Ia mengatakan, sampai saat ini belum ditemukan ada satu pun indikasi penyusupan kelompok teroris yang masuk melalui Pelabuhan Amurang. “Masih aman-aman saja, mudah-mudahan akan aman terus,” ujarnya.

Kondisi kondusif ini, katanya, tidak akan membuat pihaknya lengah. “Biar aman, tapi kita harus tetap terus waspada dengan melakukan pengawasan yang ketat. Sesuai petunjuk atasan, kami pun terus berkoordinasi dengan Polres Minsel, khususnya Polairud Minsel, Pos TNI AL di Amurang dan Pemkab Minsel,” ungkapnya.

Djafar pun menunjuk aktivitas Pelabuhan Amurang. “Anda lihat sendiri,  aktivitas pelabuhan ini masih normal-normal saja. Semua kapal tetap sandar dan berlayar sesuai jadwal, walaupun tinggal kapal-kapal kecil saja,” paparnya.

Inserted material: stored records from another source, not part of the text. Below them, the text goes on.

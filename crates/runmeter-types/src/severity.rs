use serde::{Deserialize, Serialize};
use std::fmt;

/// Severity level attached to a user-facing notification.
#[derive(Debug, Clone, Copy, PartialEq, Eq, Serialize, Deserialize)]
#[serde(rename_all = "lowercase")]
pub enum Severity {
    Info,
    Warning,
    Error,
}

impl fmt::Display for Severity {
    fn fmt(&self, f: &mut fmt::Formatter<'_>) -> fmt::Result {
        match self {
            Severity::Info => write!(f, "info"),
            Severity::Warning => write!(f, "warning"),
            Severity::Error => write!(f, "error"),
        }
    }
}
use anyhow::Result;
use runmeter_types::Severity;

/// Host-provided channel that carries a notification line to the user.
pub trait NotificationSink {
    fn notify(&self, text: &str, severity: Severity) -> Result<()>;
}

/// Delivery information supplied by the host alongside a run-end signal.
#[derive(Clone, Copy)]
pub struct DeliveryContext<'a> {
    /// Whether there is anywhere to show a notification right now.
    /// When false the run is still closed out, but nothing is sent.
    pub has_active_destination: bool,
    pub sink: &'a dyn NotificationSink,
}
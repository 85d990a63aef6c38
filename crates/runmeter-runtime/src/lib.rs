pub mod config;
pub mod delivery;
pub mod error;
pub mod tracker;

pub use config::Config;
pub use delivery::{DeliveryContext, NotificationSink};
pub use error::{Error, Result};
pub use tracker::RunTracker;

Meski begitu, pemandangan yang tersaji di pelabuhan tersebut tampak beda dengan sebelumnya. Sejumlah personil Polairud maupun Polres Minsel tampak siaga berjaga-jaga, terutama di pintu masuk ke luar kapal dan pelabuhan.

Untuk itulah, ia menegaskan bahwa sampai saat ini Pelabuhan Amurang belum menjadi pintu masuk teroris anggota ISIS, yang kini santer dikabarkan berusaha merobos masuk Indonesia melalui Sulut, termasuk Pelabuhan Amurang.

“Kalau pun ada kabar seperti itu, hanya isu atau hoax belaka. Sampai sekarang, Pelabuhan Umum Amurang tetap aman dan terkendali, apalagi semakin ketat penjagaannya,” tegas putra Jawa Tondano (Jaton) ini.